• _Exercise goal_: Pull out every line below holding the word "Result".

::::::

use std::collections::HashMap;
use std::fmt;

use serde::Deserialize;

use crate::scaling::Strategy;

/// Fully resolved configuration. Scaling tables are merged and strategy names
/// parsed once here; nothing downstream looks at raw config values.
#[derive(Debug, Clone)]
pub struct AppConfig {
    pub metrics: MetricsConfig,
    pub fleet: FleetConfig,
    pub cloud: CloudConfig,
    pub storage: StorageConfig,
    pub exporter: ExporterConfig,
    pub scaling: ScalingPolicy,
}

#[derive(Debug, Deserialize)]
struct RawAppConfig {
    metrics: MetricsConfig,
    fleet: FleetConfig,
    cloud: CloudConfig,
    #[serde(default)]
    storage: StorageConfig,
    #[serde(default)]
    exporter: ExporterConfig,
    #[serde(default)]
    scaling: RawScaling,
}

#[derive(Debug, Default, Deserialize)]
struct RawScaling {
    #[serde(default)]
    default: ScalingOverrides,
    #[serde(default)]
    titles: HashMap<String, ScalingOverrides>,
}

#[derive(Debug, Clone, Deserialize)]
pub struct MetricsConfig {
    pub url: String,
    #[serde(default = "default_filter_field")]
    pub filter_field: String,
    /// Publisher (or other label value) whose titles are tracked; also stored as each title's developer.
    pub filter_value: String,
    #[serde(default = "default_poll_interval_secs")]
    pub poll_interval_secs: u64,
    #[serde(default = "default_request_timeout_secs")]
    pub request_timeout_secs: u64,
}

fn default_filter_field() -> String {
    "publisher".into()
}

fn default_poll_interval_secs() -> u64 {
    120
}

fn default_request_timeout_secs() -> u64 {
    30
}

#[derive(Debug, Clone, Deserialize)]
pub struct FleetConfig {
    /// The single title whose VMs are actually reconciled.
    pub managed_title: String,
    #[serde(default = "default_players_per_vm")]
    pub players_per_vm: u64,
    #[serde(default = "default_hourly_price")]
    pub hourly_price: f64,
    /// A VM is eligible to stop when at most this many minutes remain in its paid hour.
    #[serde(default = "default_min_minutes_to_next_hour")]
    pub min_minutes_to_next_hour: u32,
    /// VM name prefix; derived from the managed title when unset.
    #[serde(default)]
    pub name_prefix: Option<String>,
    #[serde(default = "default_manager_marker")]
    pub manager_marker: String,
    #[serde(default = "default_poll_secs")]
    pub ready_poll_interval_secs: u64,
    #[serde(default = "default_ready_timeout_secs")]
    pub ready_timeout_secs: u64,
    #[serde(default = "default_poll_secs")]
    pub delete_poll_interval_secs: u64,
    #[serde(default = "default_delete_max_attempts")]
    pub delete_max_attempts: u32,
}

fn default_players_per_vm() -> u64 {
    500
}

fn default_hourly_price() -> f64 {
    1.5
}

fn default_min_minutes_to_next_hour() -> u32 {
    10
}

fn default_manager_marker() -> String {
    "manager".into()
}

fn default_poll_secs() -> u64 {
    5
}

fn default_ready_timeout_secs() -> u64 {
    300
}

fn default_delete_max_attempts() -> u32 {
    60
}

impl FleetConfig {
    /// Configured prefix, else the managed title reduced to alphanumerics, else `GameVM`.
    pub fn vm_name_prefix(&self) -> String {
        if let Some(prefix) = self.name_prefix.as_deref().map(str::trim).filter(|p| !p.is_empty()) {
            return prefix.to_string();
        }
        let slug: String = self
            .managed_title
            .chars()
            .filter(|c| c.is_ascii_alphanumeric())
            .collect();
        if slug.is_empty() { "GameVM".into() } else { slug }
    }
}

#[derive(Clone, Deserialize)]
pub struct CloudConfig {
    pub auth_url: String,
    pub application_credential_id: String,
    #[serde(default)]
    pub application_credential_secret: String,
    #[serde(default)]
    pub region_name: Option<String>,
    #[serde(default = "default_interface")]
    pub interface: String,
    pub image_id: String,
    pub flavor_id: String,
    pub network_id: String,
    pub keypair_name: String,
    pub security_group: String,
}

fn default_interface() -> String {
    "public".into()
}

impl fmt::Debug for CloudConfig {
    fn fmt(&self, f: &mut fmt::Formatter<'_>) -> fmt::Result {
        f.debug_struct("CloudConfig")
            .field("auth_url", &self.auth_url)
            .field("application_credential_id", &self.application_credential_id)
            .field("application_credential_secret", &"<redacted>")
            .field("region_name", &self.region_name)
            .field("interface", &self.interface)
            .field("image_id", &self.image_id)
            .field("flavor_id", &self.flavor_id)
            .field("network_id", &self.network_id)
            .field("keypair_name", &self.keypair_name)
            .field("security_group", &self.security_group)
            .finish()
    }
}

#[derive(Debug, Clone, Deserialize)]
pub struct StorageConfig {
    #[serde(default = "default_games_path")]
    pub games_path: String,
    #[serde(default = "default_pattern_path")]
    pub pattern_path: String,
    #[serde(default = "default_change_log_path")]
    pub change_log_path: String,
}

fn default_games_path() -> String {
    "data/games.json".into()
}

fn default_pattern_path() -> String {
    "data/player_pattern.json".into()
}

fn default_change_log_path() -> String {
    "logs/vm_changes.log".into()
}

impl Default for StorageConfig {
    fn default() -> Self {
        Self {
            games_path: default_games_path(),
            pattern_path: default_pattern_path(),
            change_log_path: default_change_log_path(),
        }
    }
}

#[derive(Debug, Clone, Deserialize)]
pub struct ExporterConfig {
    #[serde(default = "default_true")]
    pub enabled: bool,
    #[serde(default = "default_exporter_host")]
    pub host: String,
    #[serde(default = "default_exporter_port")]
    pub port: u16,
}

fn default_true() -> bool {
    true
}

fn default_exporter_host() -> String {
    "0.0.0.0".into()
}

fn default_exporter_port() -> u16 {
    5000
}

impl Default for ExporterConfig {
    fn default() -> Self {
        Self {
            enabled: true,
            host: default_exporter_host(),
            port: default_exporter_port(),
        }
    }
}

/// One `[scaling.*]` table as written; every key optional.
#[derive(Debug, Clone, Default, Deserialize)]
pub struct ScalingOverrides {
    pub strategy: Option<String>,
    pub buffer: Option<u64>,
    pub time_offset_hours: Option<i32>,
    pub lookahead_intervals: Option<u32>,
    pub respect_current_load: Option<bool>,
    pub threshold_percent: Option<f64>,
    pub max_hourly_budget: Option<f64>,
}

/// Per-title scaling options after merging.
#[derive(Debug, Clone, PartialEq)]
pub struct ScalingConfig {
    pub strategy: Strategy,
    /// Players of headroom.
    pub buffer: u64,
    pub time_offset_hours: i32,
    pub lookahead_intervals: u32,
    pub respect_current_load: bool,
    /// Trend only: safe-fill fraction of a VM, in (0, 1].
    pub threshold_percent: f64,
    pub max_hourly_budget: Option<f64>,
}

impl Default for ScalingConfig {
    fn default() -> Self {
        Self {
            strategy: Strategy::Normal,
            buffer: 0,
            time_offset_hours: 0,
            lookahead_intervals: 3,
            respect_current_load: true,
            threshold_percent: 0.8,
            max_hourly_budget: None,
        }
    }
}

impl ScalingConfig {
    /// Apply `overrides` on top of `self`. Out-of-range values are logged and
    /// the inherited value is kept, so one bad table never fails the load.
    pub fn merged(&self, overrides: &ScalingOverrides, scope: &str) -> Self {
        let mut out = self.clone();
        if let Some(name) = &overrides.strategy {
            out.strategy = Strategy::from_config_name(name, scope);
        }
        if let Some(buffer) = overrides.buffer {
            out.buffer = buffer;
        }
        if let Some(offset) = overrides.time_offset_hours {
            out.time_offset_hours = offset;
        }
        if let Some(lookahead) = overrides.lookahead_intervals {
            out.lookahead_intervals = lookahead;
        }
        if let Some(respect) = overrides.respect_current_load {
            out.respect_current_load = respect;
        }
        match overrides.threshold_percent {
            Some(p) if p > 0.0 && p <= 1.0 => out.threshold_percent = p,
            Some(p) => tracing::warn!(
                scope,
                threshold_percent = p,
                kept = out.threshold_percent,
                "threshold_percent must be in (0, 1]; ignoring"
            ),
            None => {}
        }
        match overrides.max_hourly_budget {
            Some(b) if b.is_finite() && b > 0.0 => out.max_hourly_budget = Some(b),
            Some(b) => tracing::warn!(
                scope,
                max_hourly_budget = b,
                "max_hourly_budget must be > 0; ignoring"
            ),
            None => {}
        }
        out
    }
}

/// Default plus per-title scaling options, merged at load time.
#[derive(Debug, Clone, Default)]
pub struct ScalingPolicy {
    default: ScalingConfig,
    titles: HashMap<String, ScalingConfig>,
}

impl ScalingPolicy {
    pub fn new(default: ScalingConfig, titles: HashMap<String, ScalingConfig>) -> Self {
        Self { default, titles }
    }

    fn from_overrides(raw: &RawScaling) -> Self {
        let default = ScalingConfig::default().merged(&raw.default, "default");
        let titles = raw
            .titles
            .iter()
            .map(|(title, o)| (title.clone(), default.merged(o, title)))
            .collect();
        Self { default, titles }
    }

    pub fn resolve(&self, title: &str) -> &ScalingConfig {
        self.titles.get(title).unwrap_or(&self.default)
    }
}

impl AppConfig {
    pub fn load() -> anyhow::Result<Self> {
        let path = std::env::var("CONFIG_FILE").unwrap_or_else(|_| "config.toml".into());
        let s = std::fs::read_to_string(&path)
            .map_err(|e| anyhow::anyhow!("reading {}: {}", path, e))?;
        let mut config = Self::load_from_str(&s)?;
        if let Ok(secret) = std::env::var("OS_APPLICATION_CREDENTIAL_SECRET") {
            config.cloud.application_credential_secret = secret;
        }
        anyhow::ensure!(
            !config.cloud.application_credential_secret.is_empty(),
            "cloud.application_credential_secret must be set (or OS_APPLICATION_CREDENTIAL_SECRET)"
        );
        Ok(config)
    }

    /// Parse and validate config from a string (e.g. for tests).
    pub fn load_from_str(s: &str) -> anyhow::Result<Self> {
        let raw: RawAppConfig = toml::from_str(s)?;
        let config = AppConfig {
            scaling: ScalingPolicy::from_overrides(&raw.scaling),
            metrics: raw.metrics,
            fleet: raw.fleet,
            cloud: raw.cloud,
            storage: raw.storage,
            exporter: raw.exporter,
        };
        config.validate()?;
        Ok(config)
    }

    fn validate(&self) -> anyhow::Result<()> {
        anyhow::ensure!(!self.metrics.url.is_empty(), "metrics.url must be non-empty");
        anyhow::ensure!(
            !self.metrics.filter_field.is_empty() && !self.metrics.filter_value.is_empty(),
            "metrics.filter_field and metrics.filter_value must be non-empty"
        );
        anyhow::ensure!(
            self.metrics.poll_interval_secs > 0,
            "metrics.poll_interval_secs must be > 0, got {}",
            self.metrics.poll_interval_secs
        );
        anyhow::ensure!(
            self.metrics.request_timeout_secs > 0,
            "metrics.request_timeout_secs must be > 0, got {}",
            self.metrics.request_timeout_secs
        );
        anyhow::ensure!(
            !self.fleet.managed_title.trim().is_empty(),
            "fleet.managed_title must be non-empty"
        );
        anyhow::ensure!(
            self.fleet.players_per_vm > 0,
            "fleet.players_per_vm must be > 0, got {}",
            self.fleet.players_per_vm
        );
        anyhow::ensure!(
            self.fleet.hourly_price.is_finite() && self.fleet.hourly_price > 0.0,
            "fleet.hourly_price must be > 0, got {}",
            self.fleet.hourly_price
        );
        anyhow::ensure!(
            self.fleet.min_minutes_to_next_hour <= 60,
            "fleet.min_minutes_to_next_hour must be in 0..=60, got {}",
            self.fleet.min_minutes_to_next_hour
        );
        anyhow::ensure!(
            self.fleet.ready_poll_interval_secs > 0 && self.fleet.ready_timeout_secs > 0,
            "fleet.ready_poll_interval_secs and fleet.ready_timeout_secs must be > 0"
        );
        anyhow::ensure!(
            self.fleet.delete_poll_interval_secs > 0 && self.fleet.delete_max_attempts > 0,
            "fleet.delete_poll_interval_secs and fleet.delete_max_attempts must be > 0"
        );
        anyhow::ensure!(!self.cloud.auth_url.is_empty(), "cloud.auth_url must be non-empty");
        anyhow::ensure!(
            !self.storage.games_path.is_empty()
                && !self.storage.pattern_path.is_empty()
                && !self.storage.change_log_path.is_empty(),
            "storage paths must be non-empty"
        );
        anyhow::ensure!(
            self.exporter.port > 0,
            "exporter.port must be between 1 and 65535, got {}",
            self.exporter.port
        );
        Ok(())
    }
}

::::::

• _Solution to this exercise_:
    fn fmt(&self, f: &mut fmt::Formatter<'_>) -> fmt::Result {
    pub fn load() -> anyhow::Result<Self> {
    pub fn load_from_str(s: &str) -> anyhow::Result<Self> {
    fn validate(&self) -> anyhow::Result<()> {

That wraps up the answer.